Your assignment:
The expected output is every entry, copied exactly.

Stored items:

#[cfg(test)]
mod tests {
    use super::*;

    /// Writer that accepts everything, for exercising the guard alone.
    #[derive(Default)]
    struct NullWriter;

    impl ObjectNotationWriter for NullWriter {
        fn element_start(
            &mut self,
            _name: &str,
            _is_root: bool,
            _attr_names: &[&str],
            _attr_values: &[&str],
        ) -> Result<(), ExportError> {
            Ok(())
        }

        fn element_end(&mut self, _name: &str, _is_root: bool) -> Result<(), ExportError> {
            Ok(())
        }

        fn text(&mut self, _content: &str) -> Result<(), ExportError> {
            Ok(())
        }

        fn association_start(
            &mut self,
            _association_name: &str,
            _element_name: &str,
        ) -> Result<(), ExportError> {
            Ok(())
        }

        fn association_end(&mut self, _association_name: &str) -> Result<(), ExportError> {
            Ok(())
        }

        fn comment(&mut self, _text: &str) -> Result<(), ExportError> {
            Ok(())
        }
    }

    fn guard() -> ScopeGuard<NullWriter> {
        ScopeGuard::new(NullWriter)
    }

    fn protocol_error(result: Result<(), ExportError>) -> ProtocolError {
        match result.unwrap_err() {
            ExportError::Protocol(e) => e,
            other => panic!("expected protocol error, got {other:?}"),
        }
    }

    #[test]
    fn test_balanced_document_completes() {
        let mut g = guard();
        g.element_start("Customer", true, &["id"], &["1"]).unwrap();
        g.text("hello").unwrap();
        g.element_end("Customer", true).unwrap();
        g.ensure_complete().unwrap();
    }

    #[test]
    fn test_first_element_must_be_root() {
        let mut g = guard();
        let err = protocol_error(g.element_start("Order", false, &[], &[]));
        assert_eq!(
            err,
            ProtocolError::MissingRoot {
                name: "Order".to_string()
            }
        );
    }

    #[test]
    fn test_nested_root_is_rejected() {
        let mut g = guard();
        g.element_start("Customer", true, &[], &[]).unwrap();
        let err = protocol_error(g.element_start("Order", true, &[], &[]));
        assert_eq!(
            err,
            ProtocolError::DuplicateRoot {
                name: "Order".to_string()
            }
        );
    }

    #[test]
    fn test_mismatched_close_is_rejected() {
        let mut g = guard();
        g.element_start("Customer", true, &[], &[]).unwrap();
        g.element_start("Order", false, &[], &[]).unwrap();
        let err = protocol_error(g.element_end("Customer", true));
        assert_eq!(
            err,
            ProtocolError::MismatchedEnd {
                expected: "element 'Order'".to_string(),
                found: "Customer".to_string(),
            }
        );
    }

    #[test]
    fn test_root_flag_must_match_on_close() {
        let mut g = guard();
        g.element_start("Customer", true, &[], &[]).unwrap();
        let err = protocol_error(g.element_end("Customer", false));
        assert_eq!(
            err,
            ProtocolError::RootFlagMismatch {
                name: "Customer".to_string()
            }
        );
    }

    #[test]
    fn test_unequal_attribute_sequences_are_rejected_before_forwarding() {
        let mut g = guard();
        let err = protocol_error(g.element_start("Customer", true, &["a", "b"], &["1"]));
        assert_eq!(err, ProtocolError::AttributeArity { names: 2, values: 1 });
    }

    #[test]
    fn test_blank_text_is_rejected() {
        let mut g = guard();
        g.element_start("Customer", true, &[], &[]).unwrap();
        assert_eq!(protocol_error(g.text("")), ProtocolError::BlankText);
        assert_eq!(protocol_error(g.text("  \n\t ")), ProtocolError::BlankText);
    }

    #[test]
    fn test_text_outside_element_is_rejected() {
        let mut g = guard();
        assert_eq!(protocol_error(g.text("x")), ProtocolError::TextOutsideElement);
    }

    #[test]
    fn test_text_directly_inside_association_is_rejected() {
        let mut g = guard();
        g.element_start("Customer", true, &[], &[]).unwrap();
        g.association_start("orders", "Order").unwrap();
        assert_eq!(protocol_error(g.text("x")), ProtocolError::TextOutsideElement);
    }

    #[test]
    fn test_association_requires_open_element() {
        let mut g = guard();
        let err = protocol_error(g.association_start("orders", "Order"));
        assert_eq!(
            err,
            ProtocolError::AssociationOutsideElement {
                name: "orders".to_string()
            }
        );
    }

    #[test]
    fn test_element_end_cannot_close_association() {
        let mut g = guard();
        g.element_start("Customer", true, &[], &[]).unwrap();
        g.association_start("orders", "Order").unwrap();
        let err = protocol_error(g.element_end("Customer", true));
        assert_eq!(
            err,
            ProtocolError::MismatchedEnd {
                expected: "association 'orders'".to_string(),
                found: "Customer".to_string(),
            }
        );
    }

    #[test]
    fn test_events_after_completion_are_rejected() {
        let mut g = guard();
        g.element_start("Customer", true, &[], &[]).unwrap();
        g.element_end("Customer", true).unwrap();
        let err = protocol_error(g.comment("late"));
        assert_eq!(
            err,
            ProtocolError::AfterDocumentEnd {
                event: "comment",
                root: "Customer".to_string(),
            }
        );
    }

    #[test]
    fn test_unterminated_document_is_reported_with_context() {
        let mut g = guard();
        g.element_start("Customer", true, &[], &[]).unwrap();
        g.element_start("Order", false, &[], &[]).unwrap();
        assert_eq!(g.open_path(), "Customer/Order");
        let err = protocol_error(g.ensure_complete());
        assert_eq!(
            err,
            ProtocolError::UnterminatedDocument {
                open: 2,
                innermost: "Order".to_string(),
            }
        );
    }

    #[test]
    fn test_empty_event_stream_is_reported() {
        let g = guard();
        assert_eq!(protocol_error(g.ensure_complete()), ProtocolError::EmptyDocument);
    }
}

Written reply:
#[cfg(test)]
mod tests {
    use super::*;

    /// Writer that accepts everything, for exercising the guard alone.
    #[derive(Default)]
    struct NullWriter;

    impl ObjectNotationWriter for NullWriter {
        fn element_start(
            &mut self,
            _name: &str,
            _is_root: bool,
            _attr_names: &[&str],
            _attr_values: &[&str],
        ) -> Result<(), ExportError> {
            Ok(())
        }

        fn element_end(&mut self, _name: &str, _is_root: bool) -> Result<(), ExportError> {
            Ok(())
        }

        fn text(&mut self, _content: &str) -> Result<(), ExportError> {
            Ok(())
        }

        fn association_start(
            &mut self,
            _association_name: &str,
            _element_name: &str,
        ) -> Result<(), ExportError> {
            Ok(())
        }

        fn association_end(&mut self, _association_name: &str) -> Result<(), ExportError> {
            Ok(())
        }

        fn comment(&mut self, _text: &str) -> Result<(), ExportError> {
            Ok(())
        }
    }

    fn guard() -> ScopeGuard<NullWriter> {
        ScopeGuard::new(NullWriter)
    }

    fn protocol_error(result: Result<(), ExportError>) -> ProtocolError {
        match result.unwrap_err() {
            ExportError::Protocol(e) => e,
            other => panic!("expected protocol error, got {other:?}"),
        }
    }

    #[test]
    fn test_balanced_document_completes() {
        let mut g = guard();
        g.element_start("Customer", true, &["id"], &["1"]).unwrap();
        g.text("hello").unwrap();
        g.element_end("Customer", true).unwrap();
        g.ensure_complete().unwrap();
    }

    #[test]
    fn test_first_element_must_be_root() {
        let mut g = guard();
        let err = protocol_error(g.element_start("Order", false, &[], &[]));
        assert_eq!(
            err,
            ProtocolError::MissingRoot {
                name: "Order".to_string()
            }
        );
    }

    #[test]
    fn test_nested_root_is_rejected() {
        let mut g = guard();
        g.element_start("Customer", true, &[], &[]).unwrap();
        let err = protocol_error(g.element_start("Order", true, &[], &[]));
        assert_eq!(
            err,
            ProtocolError::DuplicateRoot {
                name: "Order".to_string()
            }
        );
    }

    #[test]
    fn test_mismatched_close_is_rejected() {
        let mut g = guard();
        g.element_start("Customer", true, &[], &[]).unwrap();
        g.element_start("Order", false, &[], &[]).unwrap();
        let err = protocol_error(g.element_end("Customer", true));
        assert_eq!(
            err,
            ProtocolError::MismatchedEnd {
                expected: "element 'Order'".to_string(),
                found: "Customer".to_string(),
            }
        );
    }

    #[test]
    fn test_root_flag_must_match_on_close() {
        let mut g = guard();
        g.element_start("Customer", true, &[], &[]).unwrap();
        let err = protocol_error(g.element_end("Customer", false));
        assert_eq!(
            err,
            ProtocolError::RootFlagMismatch {
                name: "Customer".to_string()
            }
        );
    }

    #[test]
    fn test_unequal_attribute_sequences_are_rejected_before_forwarding() {
        let mut g = guard();
        let err = protocol_error(g.element_start("Customer", true, &["a", "b"], &["1"]));
        assert_eq!(err, ProtocolError::AttributeArity { names: 2, values: 1 });
    }

    #[test]
    fn test_blank_text_is_rejected() {
        let mut g = guard();
        g.element_start("Customer", true, &[], &[]).unwrap();
        assert_eq!(protocol_error(g.text("")), ProtocolError::BlankText);
        assert_eq!(protocol_error(g.text("  \n\t ")), ProtocolError::BlankText);
    }

    #[test]
    fn test_text_outside_element_is_rejected() {
        let mut g = guard();
        assert_eq!(protocol_error(g.text("x")), ProtocolError::TextOutsideElement);
    }

    #[test]
    fn test_text_directly_inside_association_is_rejected() {
        let mut g = guard();
        g.element_start("Customer", true, &[], &[]).unwrap();
        g.association_start("orders", "Order").unwrap();
        assert_eq!(protocol_error(g.text("x")), ProtocolError::TextOutsideElement);
    }

    #[test]
    fn test_association_requires_open_element() {
        let mut g = guard();
        let err = protocol_error(g.association_start("orders", "Order"));
        assert_eq!(
            err,
            ProtocolError::AssociationOutsideElement {
                name: "orders".to_string()
            }
        );
    }

    #[test]
    fn test_element_end_cannot_close_association() {
        let mut g = guard();
        g.element_start("Customer", true, &[], &[]).unwrap();
        g.association_start("orders", "Order").unwrap();
        let err = protocol_error(g.element_end("Customer", true));
        assert_eq!(
            err,
            ProtocolError::MismatchedEnd {
                expected: "association 'orders'".to_string(),
                found: "Customer".to_string(),
            }
        );
    }

    #[test]
    fn test_events_after_completion_are_rejected() {
        let mut g = guard();
        g.element_start("Customer", true, &[], &[]).unwrap();
        g.element_end("Customer", true).unwrap();
        let err = protocol_error(g.comment("late"));
        assert_eq!(
            err,
            ProtocolError::AfterDocumentEnd {
                event: "comment",
                root: "Customer".to_string(),
            }
        );
    }

    #[test]
    fn test_unterminated_document_is_reported_with_context() {
        let mut g = guard();
        g.element_start("Customer", true, &[], &[]).unwrap();
        g.element_start("Order", false, &[], &[]).unwrap();
        assert_eq!(g.open_path(), "Customer/Order");
        let err = protocol_error(g.ensure_complete());
        assert_eq!(
            err,
            ProtocolError::UnterminatedDocument {
                open: 2,
                innermost: "Order".to_string(),
            }
        );
    }

    #[test]
    fn test_empty_event_stream_is_reported() {
        let g = guard();
        assert_eq!(protocol_error(g.ensure_complete()), ProtocolError::EmptyDocument);
    }
}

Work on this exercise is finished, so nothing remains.